Se il paziente è autonomo deve essere informato su una pratica corretta di gestione della propria igiene soprattutto uscendo dal bagno. Quando la capacità di gestire la propria igiene del paziente o residente dipende da altri quali: caregivers, operatori socio sanitari o operatori di base è necessario che il gruppo analizzi come gestisce l’igiene per evitare che diventi una via di contaminazione.
Gestione dell’eliminazione e degli escreti
L’uso di fleet, clisteri o lassativi per intervenire sulla stipsi o per la preparazione di interventi diagnostici può aumentare il rischio di diffusione di CRE-CPE nell’ambiente. È necessario pianificare interventi per ridurre l’utilizzo di fleet, clisteri o lassativi soprattutto se correlati a cattive abitudini alimentari quali un inadeguato apporto di fibre nella dieta, un’insufficiente apporto idrico o una ridotta mobilità, ecc.
La gestione degli escreti (feci e urine) rappresenta un momento critico per la diffusione, quando nel paziente non autosufficiente si devono utilizzare padelle o pappagalli o cambiare i pannoloni. Devono essere definite le misure per il trasporto e per il ricondizionamento dei dispositivi utilizzati. Sono da preferire le lava padelle rispetto al lavaggio manuale sia per il rischio di diffusione dei CRE-CPE, sia per il rischio correlati all’utilizzo di sostanze chimiche (disinfettante). In un paziente con tampone positivo per CRE-CPE è necessario prevenire le infezioni delle vie urinarie da catetere vescicale per evitare di trasformare l’ultimo tratto delle vie urinarie in serbatoio.
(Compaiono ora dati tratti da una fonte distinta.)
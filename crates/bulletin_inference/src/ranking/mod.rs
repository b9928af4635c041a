use bulletin_core::{Corpus, RankedRecommendation};
use tracing::debug;

use crate::vectorizer::{DocumentVector, TermMatrix};

/// How many ranked articles are kept for script generation.
pub const MAX_RECOMMENDATIONS: usize = 100;

/// How many ranked articles are shown on the console.
pub const DISPLAY_LIMIT: usize = 10;

#[derive(Debug, Clone)]
pub struct SimilarityRanker {
    limit: usize,
}

impl Default for SimilarityRanker {
    fn default() -> Self {
        Self {
            limit: MAX_RECOMMENDATIONS,
        }
    }
}

impl SimilarityRanker {
    pub fn new() -> Self {
        Self::default()
    }

    pub fn with_limit(mut self, limit: usize) -> Self {
        self.limit = limit;
        self
    }

    /// Cosine similarity of `user` with every row of `matrix`, in row order.
    pub fn scores(&self, user: &DocumentVector, matrix: &TermMatrix) -> Vec<f64> {
        let user_norm = user.norm();
        matrix
            .dot(user)
            .into_iter()
            .zip(matrix.row_norms())
            .map(|(dot, row_norm)| {
                if user_norm == 0.0 || row_norm == 0.0 {
                    0.0
                } else {
                    (dot / (user_norm * row_norm)).clamp(0.0, 1.0)
                }
            })
            .collect()
    }

    /// Positions and scores, best first. Equal scores keep corpus order.
    pub fn rank(&self, user: &DocumentVector, matrix: &TermMatrix) -> Vec<(usize, f64)> {
        let mut ranked: Vec<(usize, f64)> = self.scores(user, matrix).into_iter().enumerate().collect();
        ranked.sort_by(|a, b| b.1.total_cmp(&a.1));
        ranked.truncate(self.limit);
        ranked
    }

    /// Rank `matrix` against `user` and attach the matching articles from `pool`,
    /// which must be the corpus the matrix was fitted on.
    pub fn recommend(
        &self,
        user: &DocumentVector,
        matrix: &TermMatrix,
        pool: &Corpus,
    ) -> Recommendations {
        let items: Vec<RankedRecommendation> = self
            .rank(user, matrix)
            .into_iter()
            .filter_map(|(position, score)| {
                pool.get(position).map(|article| RankedRecommendation {
                    position,
                    id: article.id().to_string(),
                    title: article.title().to_string(),
                    body: article.body().to_string(),
                    score,
                })
            })
            .collect();

        debug!("Ranked {} of {} articles", items.len(), pool.len());
        Recommendations { items }
    }
}

/// Ranked articles, best first.
#[derive(Debug, Clone, Default, PartialEq)]
pub struct Recommendations {
    items: Vec<RankedRecommendation>,
}

impl Recommendations {
    pub fn len(&self) -> usize {
        self.items.len()
    }

    pub fn is_empty(&self) -> bool {
        self.items.is_empty()
    }

    pub fn as_slice(&self) -> &[RankedRecommendation] {
        &self.items
    }

    pub fn iter(&self) -> impl Iterator<Item = &RankedRecommendation> {
        self.items.iter()
    }

    /// The first `n` entries, for display.
    pub fn top(&self, n: usize) -> &[RankedRecommendation] {
        &self.items[..n.min(self.items.len())]
    }

    pub fn best_score(&self) -> Option<f64> {
        self.items.first().map(|item| item.score)
    }
}

impl From<Vec<RankedRecommendation>> for Recommendations {
    fn from(items: Vec<RankedRecommendation>) -> Self {
        Self { items }
    }
}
Documentare la colonizzazione per mantenere attiva la sorveglianza
Un paziente colonizzato rimane tale per molti mesi è necessario che al trasferimento o alla dimissione documentare la condizione di colonizzazione del paziente in maniera strutturata e condivisa. Questo permette di non interrompere le misure di prevenzione e nel caso di ricovero programmare gli screening di controllo.
L’infermiere deve svolgere un ruolo proattivo nella riduzione della diffusione dei CRE-CPE andando a governare le misure di controllo e prevenzione della diffusione dal momento dell’accesso del paziente alla sua dimissione attraverso l’individuazione dei fattori di rischio, l’esecuzione degli screening di sorveglianza attiva ma anche individuando quelle attività proprie o quelle attribuite l’OSS che possano rappresentare un potenziale rischio di contaminazione.